# [TO DO]
Only the lines from the start of the entries through the line with "#[async_trait]" are wanted; please output them exactly.

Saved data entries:
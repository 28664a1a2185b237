// ABOUTME: In-memory store backend for development and tests
// ABOUTME: DashMap-backed document tree with per-user broadcast channels
//
// SPDX-License-Identifier: MIT OR Apache-2.0
// Copyright (c) 2025 Vitalis Health

use super::{ChangeChannels, ChangeEvent, ChangeKind, StoreProvider};
use async_trait::async_trait;
use chrono::NaiveDate;
use dashmap::DashMap;
use std::collections::BTreeMap;
use tokio::sync::broadcast;
use uuid::Uuid;
use vitalis_core::errors::AppResult;
use vitalis_core::models::{
    Achievement, Goal, HealthDomain, NutritionEntry, SleepEntry, SupplementEntry, UserProfile,
    WorkoutEntry,
};

/// In-memory store for local development and tests
///
/// Dated entries are kept in per-user `BTreeMap`s keyed by date, so listing
/// most-recent-first is a reverse iteration. All operations are infallible;
/// the `AppResult` signatures exist only to satisfy the provider contract.
#[derive(Default)]
pub struct MemoryStore {
    users: DashMap<Uuid, UserProfile>,
    sleep: DashMap<Uuid, BTreeMap<NaiveDate, SleepEntry>>,
    nutrition: DashMap<Uuid, BTreeMap<NaiveDate, NutritionEntry>>,
    workouts: DashMap<Uuid, BTreeMap<NaiveDate, WorkoutEntry>>,
    supplements: DashMap<Uuid, BTreeMap<NaiveDate, SupplementEntry>>,
    goals: DashMap<Uuid, BTreeMap<String, Goal>>,
    achievements: DashMap<Uuid, Vec<Achievement>>,
    channels: ChangeChannels,
}

impl MemoryStore {
    /// Create an empty store
    #[must_use]
    pub fn new() -> Self {
        Self::default()
    }

    fn publish(
        &self,
        user_id: Uuid,
        domain: Option<HealthDomain>,
        date: Option<NaiveDate>,
        kind: ChangeKind,
    ) {
        self.channels.publish(ChangeEvent {
            user_id,
            domain,
            date,
            kind,
        });
    }

    fn list_desc<E: Clone>(map: &DashMap<Uuid, BTreeMap<NaiveDate, E>>, user_id: Uuid) -> Vec<E> {
        map.get(&user_id)
            .map(|entries| entries.values().rev().cloned().collect())
            .unwrap_or_default()
    }
}

#[async_trait]
impl StoreProvider for MemoryStore {
    async fn create_user(&self, profile: &UserProfile) -> AppResult<()> {
        self.users.insert(profile.id, profile.clone());
        Ok(())
    }

    async fn get_user(&self, user_id: Uuid) -> AppResult<Option<UserProfile>> {
        Ok(self.users.get(&user_id).map(|u| u.clone()))
    }

    async fn update_billing_customer(&self, user_id: Uuid, customer_id: &str) -> AppResult<()> {
        if let Some(mut user) = self.users.get_mut(&user_id) {
            user.billing_customer_id = Some(customer_id.to_owned());
        }
        Ok(())
    }

    async fn sleep_entries(&self, user_id: Uuid) -> AppResult<Vec<SleepEntry>> {
        Ok(Self::list_desc(&self.sleep, user_id))
    }

    async fn upsert_sleep_entry(&self, user_id: Uuid, entry: &SleepEntry) -> AppResult<()> {
        self.sleep
            .entry(user_id)
            .or_default()
            .insert(entry.date, entry.clone());
        self.publish(
            user_id,
            Some(HealthDomain::Sleep),
            Some(entry.date),
            ChangeKind::Upserted,
        );
        Ok(())
    }

    async fn delete_sleep_entry(&self, user_id: Uuid, date: NaiveDate) -> AppResult<()> {
        if let Some(mut entries) = self.sleep.get_mut(&user_id) {
            entries.remove(&date);
        }
        self.publish(
            user_id,
            Some(HealthDomain::Sleep),
            Some(date),
            ChangeKind::Deleted,
        );
        Ok(())
    }

    async fn nutrition_entries(&self, user_id: Uuid) -> AppResult<Vec<NutritionEntry>> {
        Ok(Self::list_desc(&self.nutrition, user_id))
    }

    async fn upsert_nutrition_entry(
        &self,
        user_id: Uuid,
        entry: &NutritionEntry,
    ) -> AppResult<()> {
        self.nutrition
            .entry(user_id)
            .or_default()
            .insert(entry.date, entry.clone());
        self.publish(
            user_id,
            Some(HealthDomain::Nutrition),
            Some(entry.date),
            ChangeKind::Upserted,
        );
        Ok(())
    }

    async fn delete_nutrition_entry(&self, user_id: Uuid, date: NaiveDate) -> AppResult<()> {
        if let Some(mut entries) = self.nutrition.get_mut(&user_id) {
            entries.remove(&date);
        }
        self.publish(
            user_id,
            Some(HealthDomain::Nutrition),
            Some(date),
            ChangeKind::Deleted,
        );
        Ok(())
    }

    async fn workout_entries(&self, user_id: Uuid) -> AppResult<Vec<WorkoutEntry>> {
        Ok(Self::list_desc(&self.workouts, user_id))
    }

    async fn upsert_workout_entry(&self, user_id: Uuid, entry: &WorkoutEntry) -> AppResult<()> {
        self.workouts
            .entry(user_id)
            .or_default()
            .insert(entry.date, entry.clone());
        self.publish(
            user_id,
            Some(HealthDomain::Workouts),
            Some(entry.date),
            ChangeKind::Upserted,
        );
        Ok(())
    }

    async fn delete_workout_entry(&self, user_id: Uuid, date: NaiveDate) -> AppResult<()> {
        if let Some(mut entries) = self.workouts.get_mut(&user_id) {
            entries.remove(&date);
        }
        self.publish(
            user_id,
            Some(HealthDomain::Workouts),
            Some(date),
            ChangeKind::Deleted,
        );
        Ok(())
    }

    async fn supplement_entries(&self, user_id: Uuid) -> AppResult<Vec<SupplementEntry>> {
        Ok(Self::list_desc(&self.supplements, user_id))
    }

    async fn upsert_supplement_entry(
        &self,
        user_id: Uuid,
        entry: &SupplementEntry,
    ) -> AppResult<()> {
        self.supplements
            .entry(user_id)
            .or_default()
            .insert(entry.date, entry.clone());
        self.publish(
            user_id,
            Some(HealthDomain::Supplements),
            Some(entry.date),
            ChangeKind::Upserted,
        );
        Ok(())
    }

    async fn delete_supplement_entry(&self, user_id: Uuid, date: NaiveDate) -> AppResult<()> {
        if let Some(mut entries) = self.supplements.get_mut(&user_id) {
            entries.remove(&date);
        }
        self.publish(
            user_id,
            Some(HealthDomain::Supplements),
            Some(date),
            ChangeKind::Deleted,
        );
        Ok(())
    }

    async fn goals(&self, user_id: Uuid) -> AppResult<Vec<Goal>> {
        let mut goals: Vec<Goal> = self
            .goals
            .get(&user_id)
            .map(|g| g.values().cloned().collect())
            .unwrap_or_default();
        goals.sort_by(|a, b| b.created_at.cmp(&a.created_at));
        Ok(goals)
    }

    async fn upsert_goal(&self, user_id: Uuid, goal: &Goal) -> AppResult<()> {
        self.goals
            .entry(user_id)
            .or_default()
            .insert(goal.id.clone(), goal.clone());
        self.publish(user_id, None, None, ChangeKind::Upserted);
        Ok(())
    }

    async fn delete_goal(&self, user_id: Uuid, goal_id: &str) -> AppResult<()> {
        if let Some(mut goals) = self.goals.get_mut(&user_id) {
            goals.remove(goal_id);
        }
        self.publish(user_id, None, None, ChangeKind::Deleted);
        Ok(())
    }

    async fn achievements(&self, user_id: Uuid) -> AppResult<Vec<Achievement>> {
        Ok(self
            .achievements
            .get(&user_id)
            .map(|a| a.clone())
            .unwrap_or_default())
    }

    async fn put_achievements(
        &self,
        user_id: Uuid,
        achievements: &[Achievement],
    ) -> AppResult<()> {
        self.achievements.insert(user_id, achievements.to_vec());
        self.publish(user_id, None, None, ChangeKind::Upserted);
        Ok(())
    }

    fn subscribe(&self, user_id: Uuid) -> broadcast::Receiver<ChangeEvent> {
        self.channels.subscribe(user_id)
    }
}

#[cfg(test)]
mod tests {
    use super::*;

    fn date(day: u32) -> NaiveDate {
        NaiveDate::from_ymd_opt(2025, 6, day).unwrap()
    }

    #[tokio::test]
    async fn test_upsert_replaces_same_date() {
        let store = MemoryStore::new();
        let user = Uuid::new_v4();

        store
            .upsert_sleep_entry(user, &SleepEntry::new(date(1), 7.0, 80.0))
            .await
            .unwrap();
        store
            .upsert_sleep_entry(user, &SleepEntry::new(date(1), 8.0, 90.0))
            .await
            .unwrap();

        let entries = store.sleep_entries(user).await.unwrap();
        assert_eq!(entries.len(), 1);
        assert!((entries[0].total_sleep - 8.0).abs() < f64::EPSILON);
    }

    #[tokio::test]
    async fn test_entries_list_most_recent_first() {
        let store = MemoryStore::new();
        let user = Uuid::new_v4();
        for day in [3, 1, 2] {
            store
                .upsert_sleep_entry(user, &SleepEntry::new(date(day), 7.0, 80.0))
                .await
                .unwrap();
        }
        let entries = store.sleep_entries(user).await.unwrap();
        let days: Vec<u32> = entries
            .iter()
            .map(|e| chrono::Datelike::day(&e.date))
            .collect();
        assert_eq!(days, vec![3, 2, 1]);
    }

    #[tokio::test]
    async fn test_subscription_receives_mutation_events() {
        let store = MemoryStore::new();
        let user = Uuid::new_v4();
        let mut rx = store.subscribe(user);

        store
            .upsert_sleep_entry(user, &SleepEntry::new(date(5), 7.5, 85.0))
            .await
            .unwrap();
        let event = rx.recv().await.unwrap();
        assert_eq!(event.kind, ChangeKind::Upserted);
        assert_eq!(event.domain, Some(HealthDomain::Sleep));
        assert_eq!(event.date, Some(date(5)));

        store.delete_sleep_entry(user, date(5)).await.unwrap();
        let event = rx.recv().await.unwrap();
        assert_eq!(event.kind, ChangeKind::Deleted);
    }
}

# [TASK RESULT]
repository 28664a1a2185b237
// ABOUTME: In-memory store backend for development and tests
// ABOUTME: DashMap-backed document tree with per-user broadcast channels
//
// SPDX-License-Identifier: MIT OR Apache-2.0
// Copyright (c) 2025 Vitalis Health

use super::{ChangeChannels, ChangeEvent, ChangeKind, StoreProvider};
use async_trait::async_trait;
use chrono::NaiveDate;
use dashmap::DashMap;
use std::collections::BTreeMap;
use tokio::sync::broadcast;
use uuid::Uuid;
use vitalis_core::errors::AppResult;
use vitalis_core::models::{
    Achievement, Goal, HealthDomain, NutritionEntry, SleepEntry, SupplementEntry, UserProfile,
    WorkoutEntry,
};

/// In-memory store for local development and tests
///
/// Dated entries are kept in per-user `BTreeMap`s keyed by date, so listing
/// most-recent-first is a reverse iteration. All operations are infallible;
/// the `AppResult` signatures exist only to satisfy the provider contract.
#[derive(Default)]
pub struct MemoryStore {
    users: DashMap<Uuid, UserProfile>,
    sleep: DashMap<Uuid, BTreeMap<NaiveDate, SleepEntry>>,
    nutrition: DashMap<Uuid, BTreeMap<NaiveDate, NutritionEntry>>,
    workouts: DashMap<Uuid, BTreeMap<NaiveDate, WorkoutEntry>>,
    supplements: DashMap<Uuid, BTreeMap<NaiveDate, SupplementEntry>>,
    goals: DashMap<Uuid, BTreeMap<String, Goal>>,
    achievements: DashMap<Uuid, Vec<Achievement>>,
    channels: ChangeChannels,
}

impl MemoryStore {
    /// Create an empty store
    #[must_use]
    pub fn new() -> Self {
        Self::default()
    }

    fn publish(
        &self,
        user_id: Uuid,
        domain: Option<HealthDomain>,
        date: Option<NaiveDate>,
        kind: ChangeKind,
    ) {
        self.channels.publish(ChangeEvent {
            user_id,
            domain,
            date,
            kind,
        });
    }

    fn list_desc<E: Clone>(map: &DashMap<Uuid, BTreeMap<NaiveDate, E>>, user_id: Uuid) -> Vec<E> {
        map.get(&user_id)
            .map(|entries| entries.values().rev().cloned().collect())
            .unwrap_or_default()
    }
}

#[async_trait]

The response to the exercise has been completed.